Kenneth R. Brousseau, Michael J. Driver, Gary Hourihan, and Rikard Larsson
Harvard Business Review, February, 2006
Reprint # R0602F

Leaders make decisions every day of their lives, but how they do it changes dramatically over the course of their careers. At lower levels, the job is to get widgets out the door; action is at a premium. At higher levels, the job involves decisions about which widgets to offer and how to develop them. To climb the corporate ladder and be effective in new roles, managers need to change the way they use information and evaluate options.

Based on a study of the decision-making profiles of more than 120,000 executives, the authors found that people make decisions very differently in public than they do in private and that the decision styles of successful managers evolve in highly predictable patterns. The most successful managers and executives become increasingly open and interactive in their leadership (or public) styles, and more analytic in their thinking (or private) styles, as they progress in their careers.

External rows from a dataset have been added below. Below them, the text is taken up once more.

//! Hold-out evaluation for bagged ensembles.

use rand::SeedableRng;
use rand::seq::SliceRandom;
use rand_chacha::ChaCha8Rng;
use tracing::{info, instrument};

use crate::config::BaggingConfig;
use crate::error::{RfError, validate_training_set};
use crate::forest::BaggedEnsemble;
use crate::report::ClassificationReport;

/// Train/test split configuration.
///
/// Construct via [`TrainTestSplit::new`], then chain `with_seed` if desired.
#[derive(Debug, Clone, PartialEq)]
pub struct TrainTestSplit {
    test_fraction: f64,
    seed: u64,
}

/// Rows of a dataset divided into a training side and a test side.
#[derive(Debug, Clone, PartialEq)]
pub struct Holdout<L> {
    /// Training rows, in shuffled order.
    pub train_features: Vec<Vec<f64>>,
    /// Labels of the training rows.
    pub train_labels: Vec<L>,
    /// Test rows, in shuffled order.
    pub test_features: Vec<Vec<f64>>,
    /// Labels of the test rows.
    pub test_labels: Vec<L>,
}

/// A model fitted on the training side of a [`Holdout`] and its test-side report.
#[derive(Debug, Clone)]
pub struct HoldoutEvaluation<L> {
    /// The ensemble fitted on the training rows.
    pub ensemble: BaggedEnsemble<L>,
    /// Report of the ensemble's predictions on the test rows.
    pub report: ClassificationReport<L>,
    /// Number of training rows.
    pub n_train: usize,
    /// Number of test rows.
    pub n_test: usize,
}

impl TrainTestSplit {
    /// Create a split that holds out `test_fraction` of the rows for testing.
    ///
    /// # Errors
    ///
    /// Returns [`RfError::InvalidTestFraction`] unless `0.0 < test_fraction < 1.0`.
    pub fn new(test_fraction: f64) -> Result<Self, RfError> {
        if !(test_fraction > 0.0 && test_fraction < 1.0) {
            return Err(RfError::InvalidTestFraction {
                fraction: test_fraction,
            });
        }
        Ok(Self {
            test_fraction,
            seed: 42,
        })
    }

    /// Set the random seed for row shuffling.
    #[must_use]
    pub fn with_seed(mut self, seed: u64) -> Self {
        self.seed = seed;
        self
    }

    /// Return the held-out fraction.
    #[must_use]
    pub fn test_fraction(&self) -> f64 {
        self.test_fraction
    }

    /// Return the shuffling seed.
    #[must_use]
    pub fn seed(&self) -> u64 {
        self.seed
    }

    /// Shuffle the rows and divide them into train and test sides.
    ///
    /// The test side receives `ceil(test_fraction * n)` rows.
    ///
    /// # Errors
    ///
    /// | Variant | Condition |
    /// |---|---|
    /// | [`RfError::EmptyDataset`] and other input errors | Invalid feature matrix or labels |
    /// | [`RfError::EmptyEvaluationSet`] | Either side would receive no rows |
    pub fn split<L: Clone>(
        &self,
        features: &[Vec<f64>],
        labels: &[L],
    ) -> Result<Holdout<L>, RfError> {
        validate_training_set(features, labels)?;
        let n_samples = features.len();
        let n_test = ((n_samples as f64) * self.test_fraction).ceil() as usize;
        if n_test >= n_samples {
            return Err(RfError::EmptyEvaluationSet {
                reason: format!(
                    "{n_samples} rows leave no training rows at test_fraction {}",
                    self.test_fraction
                ),
            });
        }

        let mut order: Vec<usize> = (0..n_samples).collect();
        let mut rng = ChaCha8Rng::seed_from_u64(self.seed);
        order.shuffle(&mut rng);
        let (test_idx, train_idx) = order.split_at(n_test);

        let rows = |idx: &[usize]| idx.iter().map(|&i| features[i].clone()).collect();
        let targets = |idx: &[usize]| idx.iter().map(|&i| labels[i].clone()).collect();

        Ok(Holdout {
            train_features: rows(train_idx),
            train_labels: targets(train_idx),
            test_features: rows(test_idx),
            test_labels: targets(test_idx),
        })
    }

    /// Split the data, fit `config` on the training side, and report on the test side.
    ///
    /// # Errors
    ///
    /// Any error from [`TrainTestSplit::split`], [`BaggingConfig::fit`], or prediction.
    #[instrument(skip_all, fields(test_fraction = self.test_fraction, n_samples = features.len()))]
    pub fn evaluate<L>(
        &self,
        config: &BaggingConfig,
        features: &[Vec<f64>],
        labels: &[L],
    ) -> Result<HoldoutEvaluation<L>, RfError>
    where
        L: Clone + PartialEq + Send + Sync,
    {
        self.split(features, labels)?.evaluate(config)
    }
}

impl<L> Holdout<L>
where
    L: Clone + PartialEq + Send + Sync,
{
    /// Fit `config` on the training side and report on the test side.
    ///
    /// # Errors
    ///
    /// Any error from [`BaggingConfig::fit`] or prediction.
    pub fn evaluate(&self, config: &BaggingConfig) -> Result<HoldoutEvaluation<L>, RfError> {
        let ensemble = config.fit(&self.train_features, &self.train_labels)?;
        let predictions = ensemble.predict_batch(&self.test_features)?;
        let report = ClassificationReport::from_predictions(&self.test_labels, &predictions)?;

        info!(
            n_train = self.train_labels.len(),
            n_test = self.test_labels.len(),
            accuracy = report.accuracy(),
            "hold-out evaluation complete"
        );

        Ok(HoldoutEvaluation {
            ensemble,
            report,
            n_train: self.train_labels.len(),
            n_test: self.test_labels.len(),
        })
    }
}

The research shows that decision-making profiles do a complete flip over the course of a career; that is, the decision profile of a successful CEO is the opposite of a successful first-line supervisor´s. When does the major change in focus occur? Somewhere between the manager level and the director level, executives find that formerly effective decision styles no longer work so well. At this point, decision styles fall into a "convergence zone," where managers use all styles more or less equally. From then on, the executives continue to evolve their styles. The most successful managers come to the convergence zone quickly and continue to adjust their styles as their careers progress. Low performers seem to stagnate once they hit the convergence zone; their styles do not evolve in new directions. Clearly, relying on past successes and habits is no guarantee of success—indeed, it may be the road to failure. Read more...

 

Kenneth R. Brousseau is the CEO of Decision Dynamics, LLC, a firm specializing in the development and application of behavioral assessment technology, based in Thousand Oaks, California. The late Michael J. Driver was a cofounder of Decision Dynamics and a professor of management at the University of Southern California´s Marshall School of Business in Los Angeles. Gary Hourihan is the global president of Korn/Ferry International´s Leadership Consulting Business in Los Angeles. Rikard Larsson is a cofounder of Decision Dynamics AB, based in Lund, Sweden, and a professor at Lund University´s School of Management.